Peptide S (NPS or PEPS) and its cognate receptor have been recently identified both in the central nervous system and in the periphery. NPS/PEPS promotes arousal and has potent anxiolytic-like effects when it is injected centrally in mice. In the present experiment, we tested by different approaches its central effects on feeding behaviour in Long–Evans rats. PEPS at doses of 1 and 10 μg injected in the lateral brain ventricle strongly inhibited by more than 50% chow intake in overnight fasted rats with effects of longer duration with the highest dose ( P < 0.0001). A similar decrease was observed for the spontaneous intake of a high-energy palatable diet (−48%; P < 0.0001). This anorexigenic effect was comparable to that induced by corticotropin-releasing hormone in fasted rats at equimolar doses. However, peptide S did not modify food intake stimulated by neuropeptide Y (NPY) at equimolar doses.
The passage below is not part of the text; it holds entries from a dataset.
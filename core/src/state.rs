//! State - Client-Held Session State
//!
//! `SessionState` is what travels inside the token. `State` is the view a
//! single handler invocation gets: it is writable until the handler emits
//! its signal, after which every write is ignored (and logged).

use parking_lot::Mutex;
use serde::de::DeserializeOwned;
use serde::{Deserialize, Serialize};
use serde_json::{Map, Value};
use std::sync::Arc;

/// Reserved key holding the resumption offset inside a token.
pub const RESUME_KEY: &str = "$$FLOW_ID";

/// The serialized session: user values plus the resumption offset.
#[derive(Debug, Clone, Default, PartialEq, Serialize, Deserialize)]
pub struct SessionState {
    /// Slot the next request resumes from.
    #[serde(
        rename = "$$FLOW_ID",
        default,
        skip_serializing_if = "Option::is_none"
    )]
    pub resume_at: Option<usize>,

    #[serde(flatten)]
    pub values: Map<String, Value>,
}

impl SessionState {
    pub fn new() -> Self {
        Self::default()
    }

    /// An empty session produces no token at all.
    pub fn is_empty(&self) -> bool {
        self.resume_at.is_none() && self.values.is_empty()
    }

    pub fn clear(&mut self) {
        self.resume_at = None;
        self.values.clear();
    }
}

#[derive(Debug, Default)]
struct StateCell {
    values: Map<String, Value>,
    sealed: bool,
}

/// Per-step view over the session values.
///
/// Clones share the same cell, so the engine and the `Handle` observe the
/// same `sealed` flag as the handler.
#[derive(Debug, Clone, Default)]
pub struct State {
    cell: Arc<Mutex<StateCell>>,
}

impl State {
    pub fn new(values: Map<String, Value>) -> Self {
        Self {
            cell: Arc::new(Mutex::new(StateCell {
                values,
                sealed: false,
            })),
        }
    }

    pub fn get(&self, key: &str) -> Option<Value> {
        self.cell.lock().values.get(key).cloned()
    }

    pub fn get_str(&self, key: &str) -> Option<String> {
        self.cell
            .lock()
            .values
            .get(key)
            .and_then(Value::as_str)
            .map(str::to_owned)
    }

    pub fn get_as<T: DeserializeOwned>(&self, key: &str) -> Option<T> {
        self.get(key).and_then(|v| serde_json::from_value(v).ok())
    }

    pub fn contains(&self, key: &str) -> bool {
        matches!(self.cell.lock().values.get(key), Some(v) if !v.is_null())
    }

    /// Writes `value` under `key`. Returns `false` if the write was ignored
    /// because the state is sealed or the key is reserved.
    pub fn set(&self, key: impl Into<String>, value: impl Into<Value>) -> bool {
        let key = key.into();
        if key == RESUME_KEY {
            tracing::warn!(key = %key, "Ignoring write to reserved state key");
            return false;
        }
        let mut cell = self.cell.lock();
        if cell.sealed {
            tracing::warn!(key = %key, "State is sealed after signal; write ignored");
            return false;
        }
        cell.values.insert(key, value.into());
        true
    }

    /// Removes `key`. Returns the previous value, or `None` if sealed.
    pub fn remove(&self, key: &str) -> Option<Value> {
        let mut cell = self.cell.lock();
        if cell.sealed {
            tracing::warn!(key = %key, "State is sealed after signal; remove ignored");
            return None;
        }
        cell.values.remove(key)
    }

    pub fn clear(&self) {
        let mut cell = self.cell.lock();
        if cell.sealed {
            tracing::warn!("State is sealed after signal; clear ignored");
            return;
        }
        cell.values.clear();
    }

    pub fn len(&self) -> usize {
        self.cell.lock().values.len()
    }

    pub fn is_empty(&self) -> bool {
        self.cell.lock().values.is_empty()
    }

    pub fn is_sealed(&self) -> bool {
        self.cell.lock().sealed
    }

    /// Freeze the view. Idempotent.
    pub fn seal(&self) {
        self.cell.lock().sealed = true;
    }

    /// Copy of the current values.
    pub fn snapshot(&self) -> Map<String, Value> {
        self.cell.lock().values.clone()
    }

    /// Current values as a JSON object, handy for `h.end(state.to_value())`.
    pub fn to_value(&self) -> Value {
        Value::Object(self.snapshot())
    }
}
//! Startup configuration for the codec and the engine.
//!
//! Everything here is read once, before the first request. Any problem is
//! a `ConfigError` and is fatal.

use base64::Engine as _;
use base64::engine::general_purpose::STANDARD;
use serde::{Deserialize, Serialize};
use std::path::PathBuf;
use std::time::Duration;
use thiserror::Error;

use crate::codec::{KEY_LEN, Secret};

#[derive(Error, Debug)]
pub enum ConfigError {
    #[error("encryption key must be exactly 256 bits, got {0} bits")]
    KeySize(usize),
    #[error("encryption key is not valid base64")]
    KeyEncoding,
    #[error("conflicting crypt settings: {0}")]
    Conflict(&'static str),
    #[error("failed to read config file {path}: {source}")]
    Io {
        path: PathBuf,
        #[source]
        source: std::io::Error,
    },
    #[error("failed to parse config: {0}")]
    Parse(#[from] toml::de::Error),
    #[error("invalid config: {0}")]
    Invalid(String),
}

/// `[crypt]` section.
///
/// Precedence: `key_base64`, then `key`, then `password`. With none of them
/// a random key is generated and tokens do not survive a restart.
#[derive(Clone, Default, Deserialize, Serialize)]
#[serde(default, deny_unknown_fields)]
pub struct CryptConfig {
    /// Raw key; its UTF-8 bytes must be exactly 32 long.
    pub key: Option<String>,
    pub key_base64: Option<String>,
    pub password: Option<String>,
    /// Salt for password derivation. Random when omitted.
    pub salt: Option<String>,
    /// Reject tokens older than this.
    pub token_ttl_secs: Option<u64>,
}

impl CryptConfig {
    pub fn secret(&self) -> Result<Secret, ConfigError> {
        if self.key.is_some() && self.key_base64.is_some() {
            return Err(ConfigError::Conflict("`key` and `key_base64` are both set"));
        }

        if let Some(encoded) = &self.key_base64 {
            let key = STANDARD
                .decode(encoded.trim())
                .map_err(|_| ConfigError::KeyEncoding)?;
            return checked_key(key);
        }
        if let Some(key) = &self.key {
            return checked_key(key.as_bytes().to_vec());
        }
        if let Some(password) = &self.password {
            return Ok(Secret::Password {
                password: password.clone(),
                salt: self.salt.as_ref().map(|s| s.as_bytes().to_vec()),
            });
        }
        Ok(Secret::Random)
    }

    pub fn token_ttl(&self) -> Option<Duration> {
        self.token_ttl_secs.map(Duration::from_secs)
    }
}

fn checked_key(key: Vec<u8>) -> Result<Secret, ConfigError> {
    if key.len() != KEY_LEN {
        return Err(ConfigError::KeySize(key.len() * 8));
    }
    Ok(Secret::Key(key))
}

impl std::fmt::Debug for CryptConfig {
    fn fmt(&self, f: &mut std::fmt::Formatter<'_>) -> std::fmt::Result {
        let redact = |v: &Option<String>| v.as_ref().map(|_| "<redacted>");
        f.debug_struct("CryptConfig")
            .field("key", &redact(&self.key))
            .field("key_base64", &redact(&self.key_base64))
            .field("password", &redact(&self.password))
            .field("salt", &self.salt)
            .field("token_ttl_secs", &self.token_ttl_secs)
            .finish()
    }
}

/// `[engine]` section.
#[derive(Debug, Clone, Deserialize, Serialize)]
#[serde(default, deny_unknown_fields)]
pub struct EngineConfig {
    /// Upper bound for one handler to emit its signal.
    pub step_timeout_ms: u64,
    /// Upper bound on handler invocations within one request.
    pub max_steps: usize,
}

impl EngineConfig {
    pub fn step_timeout(&self) -> Duration {
        Duration::from_millis(self.step_timeout_ms)
    }

    pub fn validate(&self) -> Result<(), ConfigError> {
        if self.step_timeout_ms == 0 {
            return Err(ConfigError::Invalid("engine.step_timeout_ms must be > 0".into()));
        }
        if self.max_steps == 0 {
            return Err(ConfigError::Invalid("engine.max_steps must be > 0".into()));
        }
        Ok(())
    }
}

impl Default for EngineConfig {
    fn default() -> Self {
        Self {
            step_timeout_ms: 30_000,
            max_steps: 1_000,
        }
    }
}

#[cfg(test)]
mod tests {
    use super::*;

    #[test]
    fn test_key_must_be_256_bits() {
        let config = CryptConfig {
            key: Some("invalid".into()),
            ..Default::default()
        };
        assert!(matches!(config.secret(), Err(ConfigError::KeySize(56))));

        let config = CryptConfig {
            key: Some("0123456789abcdef0123456789abcdef".into()),
            ..Default::default()
        };
        assert!(matches!(config.secret(), Ok(Secret::Key(k)) if k.len() == 32));
    }

    #[test]
    fn test_base64_key() {
        let config = CryptConfig {
            key_base64: Some(STANDARD.encode([7u8; 32])),
            ..Default::default()
        };
        assert!(matches!(config.secret(), Ok(Secret::Key(_))));

        let config = CryptConfig {
            key_base64: Some("***".into()),
            ..Default::default()
        };
        assert!(matches!(config.secret(), Err(ConfigError::KeyEncoding)));
    }

    #[test]
    fn test_precedence_and_conflicts() {
        let config = CryptConfig {
            key: Some("0123456789abcdef0123456789abcdef".into()),
            password: Some("pw".into()),
            ..Default::default()
        };
        assert!(matches!(config.secret(), Ok(Secret::Key(_))));

        let config = CryptConfig {
            key: Some("a".into()),
            key_base64: Some("a".into()),
            ..Default::default()
        };
        assert!(matches!(config.secret(), Err(ConfigError::Conflict(_))));

        assert!(matches!(CryptConfig::default().secret(), Ok(Secret::Random)));
    }

    #[test]
    fn test_debug_redacts_secrets() {
        let config = CryptConfig {
            password: Some("hunter2".into()),
            ..Default::default()
        };
        let out = format!("{:?}", config);
        assert!(!out.contains("hunter2"));
    }

    #[test]
    fn test_engine_config_from_toml() {
        let config: EngineConfig = toml::from_str("step_timeout_ms = 250").unwrap();
        assert_eq!(config.step_timeout(), Duration::from_millis(250));
        assert_eq!(config.max_steps, 1_000);
        assert!(config.validate().is_ok());

        let config: EngineConfig = toml::from_str("max_steps = 0").unwrap();
        assert!(config.validate().is_err());
    }
}
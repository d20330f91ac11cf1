//! # Callo
//!
//! Multi-step request/response flows on a stateless server. Handlers are
//! chained into named flows; between requests the continuation state lives
//! in an encrypted token the caller round-trips.
//!
//! ```rust,ignore
//! use callo::prelude::*;
//!
//! async fn ask_name(h: Handle, props: Props, state: State) -> HandlerResult {
//!     match props.get_str("name") {
//!         Some(name) => {
//!             state.set("name", name);
//!             h.next();
//!         }
//!         None => {
//!             h.order_replay("SUBMIT_NAME", json!({ "hint": "what is your name?" }));
//!         }
//!     }
//!     Ok(())
//! }
//!
//! let engine = Callo::builder()
//!     .password("secret")
//!     .on("reservation", Flow::new().then(handler_fn(ask_name)).then(handler_fn(confirm)))
//!     .build()?;
//! HttpIngress::new(engine).bind("127.0.0.1:8000").run().await?;
//! ```

pub mod config;

pub use callo_core as core;
pub use callo_http as http;
pub use callo_observe as observe;
pub use callo_runtime as runtime;

pub use callo_core::{
    Flow, Handle, Handler, HandlerResult, NamedFlow, Props, RegistrationError, Signal, State,
    action, handler_fn,
};
pub use callo_http::{CalloSession, HttpConfig, HttpIngress};
pub use callo_runtime::{
    Callo, CalloBuilder, ConfigError, CryptConfig, Engine, EngineConfig, Request, Response,
    Secret, StartupError,
};
pub use config::AppConfig;

pub mod prelude {
    pub use crate::config::AppConfig;
    pub use callo_core::prelude::*;
    pub use callo_http::{CalloSession, HttpIngress};
    pub use callo_runtime::{Callo, Engine, Request, Response};
    pub use serde_json::json;
}
//! The `reservation` flow: name, then date, then reason.
//!
//! Each question is an `ORDER` reply; the caller answers by replying with
//! the returned token. Answers already given travel in the token.

use callo::prelude::*;
use chrono::NaiveDate;
use std::time::Duration;

pub const FLOW: &str = "reservation";

/// Simulated latency of persisting a reservation.
pub const STORE_DELAY: Duration = Duration::from_millis(100);

async fn record_name(h: Handle, props: Props, state: State) -> HandlerResult {
    let Some(name) = props.get_str("name") else {
        h.order_replay("SUBMIT_NAME", json!({ "hint": "what is your name?" }));
        return Ok(());
    };
    state.set("name", name);

    if !props.contains("date") {
        h.order("SUBMIT_DATE", json!({ "hint": "when do you want to reserve?" }));
        return Ok(());
    }
    h.next();
    Ok(())
}

async fn when_to_reserve(h: Handle, props: Props, state: State) -> HandlerResult {
    let date = props
        .get_str("date")
        .and_then(|d| NaiveDate::parse_from_str(d, "%Y-%m-%d").ok());
    let Some(date) = date else {
        h.order_replay(
            "RESUBMIT_DATE",
            json!({ "hint": "your previously submitted date errs. Submit a new one" }),
        );
        return Ok(());
    };
    state.set("date", date.to_string());

    if !props.contains("reason") {
        h.order("SUBMIT_REASON", json!({ "hint": "why do you want to reserve?" }));
        return Ok(());
    }
    h.next();
    Ok(())
}

async fn why_to_reserve(h: Handle, props: Props, state: State) -> HandlerResult {
    state.set("reason", props.get("reason").cloned().unwrap_or_default());

    // Reply once the store completes; the handler itself returns right away.
    tokio::spawn(async move {
        tokio::time::sleep(STORE_DELAY).await;
        tracing::info!(reservation = %state.to_value(), "Saved reservation");
        h.end(json!({ "hint": "reservation successful." }));
    });
    Ok(())
}

pub fn flow() -> Flow {
    Flow::new()
        .then(handler_fn(record_name))
        .then(handler_fn(when_to_reserve))
        .then(handler_fn(why_to_reserve))
}

#[cfg(test)]
mod tests {
    use super::*;
    use serde_json::{Map, Value};

    fn props(value: Value) -> Map<String, Value> {
        value.as_object().cloned().unwrap_or_default()
    }

    fn engine() -> Engine {
        Callo::builder()
            .key([3u8; 32])
            .on(FLOW, flow())
            .build()
            .unwrap()
    }

    #[tokio::test]
    async fn test_reservation_one_question_at_a_time() {
        let engine = engine();

        let reply = engine.dispatch(Request::dial(FLOW, Map::new())).await;
        assert_eq!(reply.action.as_deref(), Some("SUBMIT_NAME"));

        let reply = engine
            .dispatch(Request::resume(reply.state.unwrap(), props(json!({ "name": "Kim" }))))
            .await;
        assert_eq!(reply.action.as_deref(), Some("SUBMIT_DATE"));

        let reply = engine
            .dispatch(Request::resume(reply.state.unwrap(), props(json!({ "date": "someday" }))))
            .await;
        assert_eq!(reply.action.as_deref(), Some("RESUBMIT_DATE"));

        let reply = engine
            .dispatch(Request::resume(reply.state.unwrap(), props(json!({ "date": "2026-11-02" }))))
            .await;
        assert_eq!(reply.action.as_deref(), Some("SUBMIT_REASON"));

        let reply = engine
            .dispatch(Request::resume(reply.state.unwrap(), props(json!({ "reason": "checkup" }))))
            .await;
        assert_eq!(reply.action, None);
        assert_eq!(reply.data, Some(json!({ "hint": "reservation successful." })));
        assert!(reply.state.is_none());
    }

    #[tokio::test]
    async fn test_everything_at_once() {
        let reply = engine()
            .dispatch(Request::dial(
                FLOW,
                props(json!({ "name": "Kim", "date": "2026-11-02", "reason": "checkup" })),
            ))
            .await;
        assert_eq!(reply.data, Some(json!({ "hint": "reservation successful." })));
    }
}
//! File-based application configuration.
//!
//! ```toml
//! [crypt]
//! password = "password-for-phone-call"
//! token_ttl_secs = 3600
//!
//! [engine]
//! step_timeout_ms = 30000
//!
//! [http]
//! bind = "0.0.0.0:8000"
//! compress = true
//!
//! [log]
//! format = "json"
//! ```
//!
//! Environment overrides, applied after the file: `CALLO_PASSWORD`,
//! `CALLO_KEY` (base64) and `CALLO_BIND`.

use callo_http::{HttpConfig, HttpIngress};
use callo_observe::LogConfig;
use callo_runtime::{Callo, CalloBuilder, ConfigError, CryptConfig, Engine, EngineConfig};
use serde::{Deserialize, Serialize};
use std::net::SocketAddr;
use std::path::Path;

pub const ENV_PASSWORD: &str = "CALLO_PASSWORD";
pub const ENV_KEY: &str = "CALLO_KEY";
pub const ENV_BIND: &str = "CALLO_BIND";

#[derive(Debug, Clone, Default, Serialize, Deserialize)]
#[serde(default, deny_unknown_fields)]
pub struct AppConfig {
    pub crypt: CryptConfig,
    pub engine: EngineConfig,
    pub http: HttpConfig,
    pub log: LogConfig,
}

impl AppConfig {
    pub fn from_toml_str(raw: &str) -> Result<Self, ConfigError> {
        Ok(toml::from_str(raw)?)
    }

    /// Read and parse `path`. Environment overrides are not applied.
    pub fn load(path: impl AsRef<Path>) -> Result<Self, ConfigError> {
        let path = path.as_ref();
        let raw = std::fs::read_to_string(path).map_err(|source| ConfigError::Io {
            path: path.to_path_buf(),
            source,
        })?;
        Self::from_toml_str(&raw)
    }

    /// `load` followed by the process environment overrides and validation.
    pub fn load_with_env(path: impl AsRef<Path>) -> Result<Self, ConfigError> {
        let mut config = Self::load(path)?;
        config.apply_env(|name| std::env::var(name).ok());
        config.validate()?;
        Ok(config)
    }

    /// Apply overrides from `lookup` (normally `std::env::var`).
    pub fn apply_env(&mut self, lookup: impl Fn(&str) -> Option<String>) {
        if let Some(password) = lookup(ENV_PASSWORD) {
            self.crypt.password = Some(password);
        }
        if let Some(key) = lookup(ENV_KEY) {
            self.crypt.key = None;
            self.crypt.key_base64 = Some(key);
        }
        if let Some(bind) = lookup(ENV_BIND) {
            self.http.bind = bind;
        }
    }

    /// Everything that would otherwise fail at startup.
    pub fn validate(&self) -> Result<(), ConfigError> {
        self.engine.validate()?;
        self.crypt.secret()?;
        self.http
            .bind
            .parse::<SocketAddr>()
            .map_err(|err| ConfigError::Invalid(format!("http.bind {:?}: {}", self.http.bind, err)))?;
        if self.http.max_body_bytes == 0 {
            return Err(ConfigError::Invalid("http.max_body_bytes must be > 0".into()));
        }
        Ok(())
    }

    /// A builder preloaded with the crypt and engine sections.
    pub fn builder(&self) -> CalloBuilder {
        Callo::builder()
            .crypt_config(self.crypt.clone())
            .engine_config(self.engine.clone())
    }

    /// An ingress for `engine` using the http section.
    pub fn ingress(&self, engine: Engine) -> HttpIngress {
        HttpIngress::new(engine).config(self.http.clone())
    }
}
It also did not affect the fasting concentrations of important modulators of food intake like leptin, ghrelin, and insulin in circulation. This study therefore showed that peptide S is a new potent anorexigenic agent when centrally injected. Its inhibitory action appears to be independent of the NPY, ghrelin, and leptin pathways. Development of peptide S agonists could constitute a new approach for the treatment of obesity.